[Data]
== Segment start ==
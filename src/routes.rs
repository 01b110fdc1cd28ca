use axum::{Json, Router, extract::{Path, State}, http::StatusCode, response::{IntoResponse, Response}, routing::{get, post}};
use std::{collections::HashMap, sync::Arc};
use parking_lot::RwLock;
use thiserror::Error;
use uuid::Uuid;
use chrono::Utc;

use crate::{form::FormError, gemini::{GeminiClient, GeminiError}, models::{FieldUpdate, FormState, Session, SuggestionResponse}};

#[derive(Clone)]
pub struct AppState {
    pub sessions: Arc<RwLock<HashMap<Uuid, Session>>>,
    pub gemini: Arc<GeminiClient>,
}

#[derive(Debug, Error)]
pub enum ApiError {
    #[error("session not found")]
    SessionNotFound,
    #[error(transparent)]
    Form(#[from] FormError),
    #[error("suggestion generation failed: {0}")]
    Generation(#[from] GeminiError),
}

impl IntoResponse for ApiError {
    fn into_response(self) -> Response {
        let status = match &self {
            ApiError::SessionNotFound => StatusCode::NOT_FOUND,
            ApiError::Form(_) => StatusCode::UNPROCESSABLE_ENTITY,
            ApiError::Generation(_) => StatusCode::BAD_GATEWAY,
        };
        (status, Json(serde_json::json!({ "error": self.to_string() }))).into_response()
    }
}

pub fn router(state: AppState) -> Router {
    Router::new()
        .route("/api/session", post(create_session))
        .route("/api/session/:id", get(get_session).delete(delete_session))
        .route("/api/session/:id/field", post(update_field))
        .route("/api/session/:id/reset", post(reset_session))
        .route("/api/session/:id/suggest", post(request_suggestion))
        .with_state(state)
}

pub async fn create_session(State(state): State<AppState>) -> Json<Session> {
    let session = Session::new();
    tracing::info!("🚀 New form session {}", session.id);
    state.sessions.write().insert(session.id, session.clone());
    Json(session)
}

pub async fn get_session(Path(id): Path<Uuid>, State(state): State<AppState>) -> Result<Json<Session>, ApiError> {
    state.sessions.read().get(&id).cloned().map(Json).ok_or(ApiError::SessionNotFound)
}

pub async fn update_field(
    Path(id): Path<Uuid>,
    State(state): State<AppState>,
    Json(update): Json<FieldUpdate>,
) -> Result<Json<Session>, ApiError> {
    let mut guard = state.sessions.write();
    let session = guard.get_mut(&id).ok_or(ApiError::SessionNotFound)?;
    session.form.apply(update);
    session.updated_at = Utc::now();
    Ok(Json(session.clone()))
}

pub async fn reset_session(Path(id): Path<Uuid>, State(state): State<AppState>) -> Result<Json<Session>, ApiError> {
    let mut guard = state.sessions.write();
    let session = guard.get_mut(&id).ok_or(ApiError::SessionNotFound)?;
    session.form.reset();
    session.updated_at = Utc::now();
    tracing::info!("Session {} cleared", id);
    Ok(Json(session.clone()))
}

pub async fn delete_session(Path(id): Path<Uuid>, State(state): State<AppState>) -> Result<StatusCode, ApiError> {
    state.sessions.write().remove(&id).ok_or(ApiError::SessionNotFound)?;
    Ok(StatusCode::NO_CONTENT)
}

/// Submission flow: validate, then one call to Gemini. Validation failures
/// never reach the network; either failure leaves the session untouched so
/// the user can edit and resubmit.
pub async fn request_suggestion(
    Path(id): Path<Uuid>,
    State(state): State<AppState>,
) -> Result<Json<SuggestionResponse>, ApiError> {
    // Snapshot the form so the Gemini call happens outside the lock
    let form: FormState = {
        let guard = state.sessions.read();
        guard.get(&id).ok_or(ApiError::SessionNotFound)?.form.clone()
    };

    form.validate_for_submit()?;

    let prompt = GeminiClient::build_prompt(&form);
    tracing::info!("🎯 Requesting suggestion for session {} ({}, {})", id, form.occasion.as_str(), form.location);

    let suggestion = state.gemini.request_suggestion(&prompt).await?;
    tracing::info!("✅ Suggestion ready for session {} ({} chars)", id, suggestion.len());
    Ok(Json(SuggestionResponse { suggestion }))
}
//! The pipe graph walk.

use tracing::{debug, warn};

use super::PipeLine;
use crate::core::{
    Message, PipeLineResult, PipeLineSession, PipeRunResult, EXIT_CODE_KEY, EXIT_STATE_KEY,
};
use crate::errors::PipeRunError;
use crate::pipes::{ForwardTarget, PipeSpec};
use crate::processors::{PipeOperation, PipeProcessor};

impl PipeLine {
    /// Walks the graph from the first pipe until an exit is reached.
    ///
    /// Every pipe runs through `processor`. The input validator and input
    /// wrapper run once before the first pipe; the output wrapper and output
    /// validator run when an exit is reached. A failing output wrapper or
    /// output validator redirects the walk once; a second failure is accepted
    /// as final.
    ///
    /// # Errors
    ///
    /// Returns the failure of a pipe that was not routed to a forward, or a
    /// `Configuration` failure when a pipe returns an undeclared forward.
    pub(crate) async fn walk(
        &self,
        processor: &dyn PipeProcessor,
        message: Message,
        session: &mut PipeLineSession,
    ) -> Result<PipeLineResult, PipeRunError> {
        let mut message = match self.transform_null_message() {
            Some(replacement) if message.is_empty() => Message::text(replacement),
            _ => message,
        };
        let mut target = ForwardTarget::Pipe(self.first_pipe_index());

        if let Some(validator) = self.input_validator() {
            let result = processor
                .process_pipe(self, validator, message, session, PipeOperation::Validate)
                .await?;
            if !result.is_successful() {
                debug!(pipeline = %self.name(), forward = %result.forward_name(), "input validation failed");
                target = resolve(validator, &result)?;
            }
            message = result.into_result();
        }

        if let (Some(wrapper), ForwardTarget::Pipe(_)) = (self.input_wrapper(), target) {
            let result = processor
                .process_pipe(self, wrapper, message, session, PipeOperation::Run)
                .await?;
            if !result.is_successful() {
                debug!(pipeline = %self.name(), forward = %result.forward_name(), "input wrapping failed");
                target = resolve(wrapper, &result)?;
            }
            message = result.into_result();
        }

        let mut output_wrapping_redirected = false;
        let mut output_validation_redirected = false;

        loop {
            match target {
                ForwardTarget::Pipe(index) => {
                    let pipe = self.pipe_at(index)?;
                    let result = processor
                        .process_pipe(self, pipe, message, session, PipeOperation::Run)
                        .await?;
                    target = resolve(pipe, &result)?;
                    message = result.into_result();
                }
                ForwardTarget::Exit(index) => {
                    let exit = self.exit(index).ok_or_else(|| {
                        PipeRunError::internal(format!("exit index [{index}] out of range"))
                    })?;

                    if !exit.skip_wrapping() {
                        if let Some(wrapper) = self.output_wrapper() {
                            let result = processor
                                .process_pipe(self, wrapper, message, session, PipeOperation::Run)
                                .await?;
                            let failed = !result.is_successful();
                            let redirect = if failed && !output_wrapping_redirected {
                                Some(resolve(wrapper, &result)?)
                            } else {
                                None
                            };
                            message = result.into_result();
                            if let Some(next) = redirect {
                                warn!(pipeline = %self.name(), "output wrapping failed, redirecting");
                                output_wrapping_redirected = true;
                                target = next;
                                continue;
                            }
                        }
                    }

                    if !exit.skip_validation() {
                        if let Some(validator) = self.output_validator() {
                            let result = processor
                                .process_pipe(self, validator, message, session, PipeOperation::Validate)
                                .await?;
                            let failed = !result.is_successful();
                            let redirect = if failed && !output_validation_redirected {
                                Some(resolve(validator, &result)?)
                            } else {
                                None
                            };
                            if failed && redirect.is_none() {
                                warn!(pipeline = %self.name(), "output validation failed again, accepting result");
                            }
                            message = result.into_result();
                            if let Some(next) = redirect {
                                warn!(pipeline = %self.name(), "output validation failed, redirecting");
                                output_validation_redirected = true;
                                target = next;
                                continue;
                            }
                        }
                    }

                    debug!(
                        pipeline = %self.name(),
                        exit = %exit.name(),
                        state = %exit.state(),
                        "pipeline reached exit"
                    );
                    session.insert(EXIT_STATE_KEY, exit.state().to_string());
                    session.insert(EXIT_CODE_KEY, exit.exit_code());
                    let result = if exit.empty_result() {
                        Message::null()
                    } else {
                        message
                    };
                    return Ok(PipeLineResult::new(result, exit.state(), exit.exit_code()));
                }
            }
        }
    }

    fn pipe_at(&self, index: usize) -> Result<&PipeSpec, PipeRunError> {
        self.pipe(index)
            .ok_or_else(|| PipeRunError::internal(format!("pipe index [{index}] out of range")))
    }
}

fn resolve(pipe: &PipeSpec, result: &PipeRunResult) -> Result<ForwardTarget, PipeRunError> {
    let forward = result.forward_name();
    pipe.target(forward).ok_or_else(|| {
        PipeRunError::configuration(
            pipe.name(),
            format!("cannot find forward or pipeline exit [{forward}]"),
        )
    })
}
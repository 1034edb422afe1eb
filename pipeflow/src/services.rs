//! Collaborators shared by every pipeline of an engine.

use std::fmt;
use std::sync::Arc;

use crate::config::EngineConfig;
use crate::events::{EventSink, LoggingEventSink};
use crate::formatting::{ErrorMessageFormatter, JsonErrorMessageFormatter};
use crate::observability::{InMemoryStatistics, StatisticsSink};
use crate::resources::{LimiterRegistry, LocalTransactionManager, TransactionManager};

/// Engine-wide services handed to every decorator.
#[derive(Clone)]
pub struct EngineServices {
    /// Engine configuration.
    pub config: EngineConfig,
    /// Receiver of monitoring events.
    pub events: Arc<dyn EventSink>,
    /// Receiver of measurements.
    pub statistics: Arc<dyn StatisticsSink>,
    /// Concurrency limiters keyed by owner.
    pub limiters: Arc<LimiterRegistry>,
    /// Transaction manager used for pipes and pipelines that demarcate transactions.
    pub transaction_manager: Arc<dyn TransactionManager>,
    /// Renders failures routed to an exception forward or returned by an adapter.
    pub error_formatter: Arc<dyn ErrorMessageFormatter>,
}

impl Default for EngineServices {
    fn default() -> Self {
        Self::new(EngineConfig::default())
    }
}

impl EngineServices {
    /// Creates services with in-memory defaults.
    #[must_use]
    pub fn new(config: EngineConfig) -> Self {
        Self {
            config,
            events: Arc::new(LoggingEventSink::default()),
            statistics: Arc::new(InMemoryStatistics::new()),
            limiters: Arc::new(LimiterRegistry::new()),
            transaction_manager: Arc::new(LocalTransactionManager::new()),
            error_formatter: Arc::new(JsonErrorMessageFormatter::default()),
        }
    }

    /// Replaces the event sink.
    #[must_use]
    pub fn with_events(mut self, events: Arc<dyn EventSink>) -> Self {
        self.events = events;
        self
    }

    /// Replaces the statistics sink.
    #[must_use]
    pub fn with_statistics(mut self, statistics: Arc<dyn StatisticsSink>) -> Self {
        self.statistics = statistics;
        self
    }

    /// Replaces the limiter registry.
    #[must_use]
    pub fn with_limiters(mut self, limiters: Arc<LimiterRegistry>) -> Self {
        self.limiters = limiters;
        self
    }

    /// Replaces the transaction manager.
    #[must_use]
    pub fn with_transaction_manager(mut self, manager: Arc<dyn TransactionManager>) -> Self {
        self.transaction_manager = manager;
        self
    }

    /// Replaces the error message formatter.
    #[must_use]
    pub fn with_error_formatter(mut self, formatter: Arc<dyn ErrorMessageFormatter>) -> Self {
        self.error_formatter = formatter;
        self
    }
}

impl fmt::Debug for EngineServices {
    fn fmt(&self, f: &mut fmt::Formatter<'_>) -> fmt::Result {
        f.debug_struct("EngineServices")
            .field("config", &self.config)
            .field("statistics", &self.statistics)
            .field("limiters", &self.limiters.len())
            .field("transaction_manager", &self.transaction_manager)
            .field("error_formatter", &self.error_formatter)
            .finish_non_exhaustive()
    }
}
== Segment end ==
[About this exercise] The response must consist solely of the lines from the first line of the entries through the line containing "pub enum ApiError", repeated exactly.

[Result of this exercise]
filename src/routes.rs
repository 01b110fdc1cd28ca
use axum::{Json, Router, extract::{Path, State}, http::StatusCode, response::{IntoResponse, Response}, routing::{get, post}};
use std::{collections::HashMap, sync::Arc};
use parking_lot::RwLock;
use thiserror::Error;
use uuid::Uuid;
use chrono::Utc;

use crate::{form::FormError, gemini::{GeminiClient, GeminiError}, models::{FieldUpdate, FormState, Session, SuggestionResponse}};

#[derive(Clone)]
pub struct AppState {
    pub sessions: Arc<RwLock<HashMap<Uuid, Session>>>,
    pub gemini: Arc<GeminiClient>,
}

#[derive(Debug, Error)]
pub enum ApiError {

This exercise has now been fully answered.